IKLAN




 

Menyibak Kegelisahan Masa Depan Dunia Pers

Praktisi media dari PWI Pusat, Nurjaman Mochtar memberikan sambutan dalam Safari Jurnalistik
Masa Depan Pers
Semarang - ME, Memasuki era revolusi industri 4.0, keberadaan teknologi digital semakin menggerus peran sumber daya manusia. Teknologi kecerdasan buatan ini, cukup membuat resah dan berpengaruh pada pendapatan ekonomi, baik bagi institusi, lembaga keuangan, dunia bisnis maupun masyarakat biasa. Termasuk dunia pers itu sendiri. Banyak media arus utama yang gulung tikar menghadapi perubahan era informasi digital ini, lalu bagaimana dengan masa depan media dan wartawan nantinya," demikian diungkap oleh Ketua PWI Jawa Tengah, Amir Mahmud, saat membuka Safari Jurnalistik 2019, yang diselenggarakan oleh PWI Pusat dan Nestle, di Gedung Pertemuan Dinas Komunikasi dan Informasi Provinsi Jawa Tengah, pada Rabu (24/7/2019).

Transformasi media pers
Platform jurnalistik kini harus berubah, mengikuti perkembangan teknologi itu sendiri, bila tidak ingin tertinggal oleh zaman. Hal itu diungkapkan oleh Nurjaman Mochtar, dari PWI Pusat. Untuk itu, media arus utama harus dan dituntut untuk melakukan transformasi platformnya.
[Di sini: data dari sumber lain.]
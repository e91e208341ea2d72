//! Environment handling for config values.
//!
//! Two passes run at load time:
//! - `${VAR_NAME}` references inside string values are substituted
//!   (`$${VAR}` escapes to a literal `${VAR}`). Only uppercase names match.
//! - Well-known variables (`DISCOURSE_URL`, `FORUMLINK_PORT`, ...) override
//!   whatever the file said.

use anyhow::{bail, Result};
use once_cell::sync::Lazy;
use regex::{Captures, Regex};
use serde_json::Value;
use std::collections::HashMap;

use crate::schema::ForumLinkConfig;

/// `${NAME}` with an optional leading `$` marking an escape.
static ENV_REF: Lazy<Regex> =
    Lazy::new(|| Regex::new(r"\$(\$?)\{([A-Z_][A-Z0-9_]*)\}").expect("static regex"));

pub const ENV_BASE_URL: &str = "DISCOURSE_URL";
pub const ENV_API_KEY: &str = "DISCOURSE_API_KEY";
pub const ENV_API_USERNAME: &str = "DISCOURSE_API_USERNAME";
pub const ENV_BIND: &str = "FORUMLINK_BIND";
pub const ENV_PORT: &str = "FORUMLINK_PORT";
pub const ENV_LOG_LEVEL: &str = "FORUMLINK_LOG_LEVEL";
pub const ENV_CACHE_TTL: &str = "FORUMLINK_CACHE_TTL_SECS";
pub const ENV_SESSION_IDLE: &str = "FORUMLINK_SESSION_IDLE_SECS";

/// Error returned for missing env vars.
#[derive(Debug, thiserror::Error)]
#[error("Missing env var \"{var_name}\" referenced at config path: {config_path}")]
pub struct MissingEnvVarError {
    pub var_name: String,
    pub config_path: String,
}

/// Snapshot of the process environment.
pub fn process_env() -> HashMap<String, String> {
    std::env::vars().collect()
}

/// Substitute `${VAR}` references in a config value tree.
pub fn resolve_env_vars(value: &Value) -> Result<Value> {
    resolve_env_vars_with(value, &process_env())
}

/// Substitute env vars using a provided map.
pub fn resolve_env_vars_with(value: &Value, env: &HashMap<String, String>) -> Result<Value> {
    substitute_value(value, env, "")
}

fn substitute_value(value: &Value, env: &HashMap<String, String>, path: &str) -> Result<Value> {
    match value {
        Value::String(s) => Ok(Value::String(substitute_string(s, env, path)?)),
        Value::Array(arr) => arr
            .iter()
            .enumerate()
            .map(|(i, v)| substitute_value(v, env, &format!("{path}[{i}]")))
            .collect::<Result<Vec<_>>>()
            .map(Value::Array),
        Value::Object(map) => {
            let mut out = serde_json::Map::new();
            for (k, v) in map {
                let child = if path.is_empty() {
                    k.clone()
                } else {
                    format!("{path}.{k}")
                };
                out.insert(k.clone(), substitute_value(v, env, &child)?);
            }
            Ok(Value::Object(out))
        }
        other => Ok(other.clone()),
    }
}

fn substitute_string(s: &str, env: &HashMap<String, String>, path: &str) -> Result<String> {
    if !s.contains("${") {
        return Ok(s.to_string());
    }

    let mut missing: Option<MissingEnvVarError> = None;
    let replaced = ENV_REF.replace_all(s, |caps: &Captures| {
        let name = &caps[2];
        if !caps[1].is_empty() {
            return format!("${{{name}}}");
        }
        match env.get(name) {
            Some(val) if !val.is_empty() => val.clone(),
            _ => {
                missing.get_or_insert_with(|| MissingEnvVarError {
                    var_name: name.to_string(),
                    config_path: path.to_string(),
                });
                String::new()
            }
        }
    });

    if let Some(err) = missing {
        bail!(err);
    }
    Ok(replaced.into_owned())
}

/// Apply well-known environment overrides on top of a parsed config.
pub fn apply_env_overrides(config: ForumLinkConfig) -> ForumLinkConfig {
    apply_env_overrides_with(config, &process_env())
}

pub fn apply_env_overrides_with(
    mut config: ForumLinkConfig,
    env: &HashMap<String, String>,
) -> ForumLinkConfig {
    let get = |key: &str| env.get(key).filter(|v| !v.trim().is_empty()).cloned();

    if let Some(url) = get(ENV_BASE_URL) {
        config.forum_mut().base_url = Some(url);
    }
    if let Some(key) = get(ENV_API_KEY) {
        config.forum_mut().api_key = Some(key);
    }
    if let Some(user) = get(ENV_API_USERNAME) {
        config.forum_mut().api_username = Some(user);
    }
    if let Some(bind) = get(ENV_BIND) {
        config.gateway_mut().bind = Some(bind);
    }
    if let Some(port) = get(ENV_PORT).and_then(|p| p.parse().ok()) {
        config.gateway_mut().port = Some(port);
    }
    if let Some(level) = get(ENV_LOG_LEVEL) {
        config.logging_mut().level = Some(level);
    }
    if let Some(ttl) = get(ENV_CACHE_TTL).and_then(|t| t.parse().ok()) {
        config.cache_mut().ttl_secs = Some(ttl);
    }
    if let Some(idle) = get(ENV_SESSION_IDLE).and_then(|t| t.parse().ok()) {
        config.gateway_mut().session_idle_secs = Some(idle);
    }
    config
}

#[cfg(test)]
mod tests {
    use super::*;
    use serde_json::json;

    fn env(pairs: &[(&str, &str)]) -> HashMap<String, String> {
        pairs.iter().map(|(k, v)| (k.to_string(), v.to_string())).collect()
    }

    #[test]
    fn substitutes_nested_reference() {
        let v = json!({"forum": {"apiKey": "${DISCOURSE_API_KEY}"}});
        let result = resolve_env_vars_with(&v, &env(&[("DISCOURSE_API_KEY", "k-123")])).unwrap();
        assert_eq!(result["forum"]["apiKey"], "k-123");
    }

    #[test]
    fn missing_reference_names_var_and_path() {
        let v = json!({"forum": {"apiKey": "${NOPE}"}});
        let err = resolve_env_vars_with(&v, &HashMap::new()).unwrap_err().to_string();
        assert!(err.contains("NOPE"));
        assert!(err.contains("forum.apiKey"));
    }

    #[test]
    fn escaped_reference_is_literal() {
        let v = json!({"x": "$${HOME_DIR}"});
        let result = resolve_env_vars_with(&v, &HashMap::new()).unwrap();
        assert_eq!(result["x"], "${HOME_DIR}");
    }

    #[test]
    fn overrides_replace_file_values() {
        let mut config = ForumLinkConfig::default();
        config.forum_mut().base_url = Some("https://old.example.com".into());

        let config = apply_env_overrides_with(
            config,
            &env(&[
                (ENV_BASE_URL, "https://new.example.com"),
                (ENV_PORT, "9100"),
                (ENV_CACHE_TTL, "not-a-number"),
                (ENV_SESSION_IDLE, "600"),
            ]),
        );
        let forum = config.forum.as_ref().unwrap();
        assert_eq!(forum.base_url.as_deref(), Some("https://new.example.com"));
        let gateway = config.gateway.as_ref().unwrap();
        assert_eq!(gateway.port, Some(9100));
        assert_eq!(gateway.session_idle_secs, Some(600));
        assert!(config.cache.is_none());
    }
}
Dalam tahapan peradaban, media juga memiliki sejarah sesuai dengan eranya. "Revolusi Industri 1.0, media cetak Koran menjadi pilihan masyarakat untuk sumber informasi, kemudian masuk di 2.0, televisi menjadi primadona, kemudian muncullah era media sosial, google, facebook, WhatsApp, twitter, dan lain sebagainya, itu adalah tahapan Revolusi Industri 3.0, dan kini di Revolusi Industri 4.0, semua aspek tergantikan oleh teknologi kecerdasan buatan, dan ini pun berdampak pada media massa arus utama, baik cetak, televisi dan radio," papar pelaku media televisi senior ini.

Jarak dan peluang sama
Dalam paparannya yang berjudul, " How to start the media business in the era 4.0 ", pelaku senior dunia pertelevisian ini, menyatakan dampak positif dari kemajuan teknologi digital, adalah tidak ada lagi jarak, semua memiliki peluang yang sama.
" Semua tidak perlu harus memiliki Kantor pusat di Jakarta, Surabaya atau di kota - kota besar, bahkan di daerah Papua pun asal ada internet, semua bisa melakukan, inilah hebatnya teknologi digital, everyone is broadcaster, semua orang bisa menjadi jurnalis, hanya melalui smartphone di tangannya," tandasnya.

133% punya HP
Sementara itu, Ahmed Kurnia Soeriajaya, Tenaga Ahli Kementrian Kominfo RI, mengungkapkan bahwa, pengguna media sosial di Indonesia mencapai 170 juta orang.
" Dari 170 juta pengguna medsos, 133% memakai handphone, 60% berjenis smartphone, ini adalah pasar yang besar bagi dunia digital, oleh karena kita harus bisa memanfaatkan bagaimana mencari uang lewat handphone kita, jangan cuma buat telpon, SMS, atau bikin status dan narsis saja, bagaimana kita bisa bertahan atau bahkan menjadi pemenang di era informasi digital ini, perbanyak fitur - fitur HP anda," ujarnya.

Jaga marwah jurnalis
Meskipun dunia pers harus bertransformasi, jurnalis harus tetap menjaga marwahnya, yaitu kode etik jurnalistik dan Undang - Undang Pers Nomor 40 Tahun 1999, serta Undang - Undang Perlindungan Ramah Anak. Materi tersebut disampaikan oleh Ketua Bidang Pendidikan dan Pelatihan Wartawan dari PWI, Hendro Basuki. Pemimpin Redaksi dari Harian Utama Jawa Tengah, yang kelahiran Blora ini.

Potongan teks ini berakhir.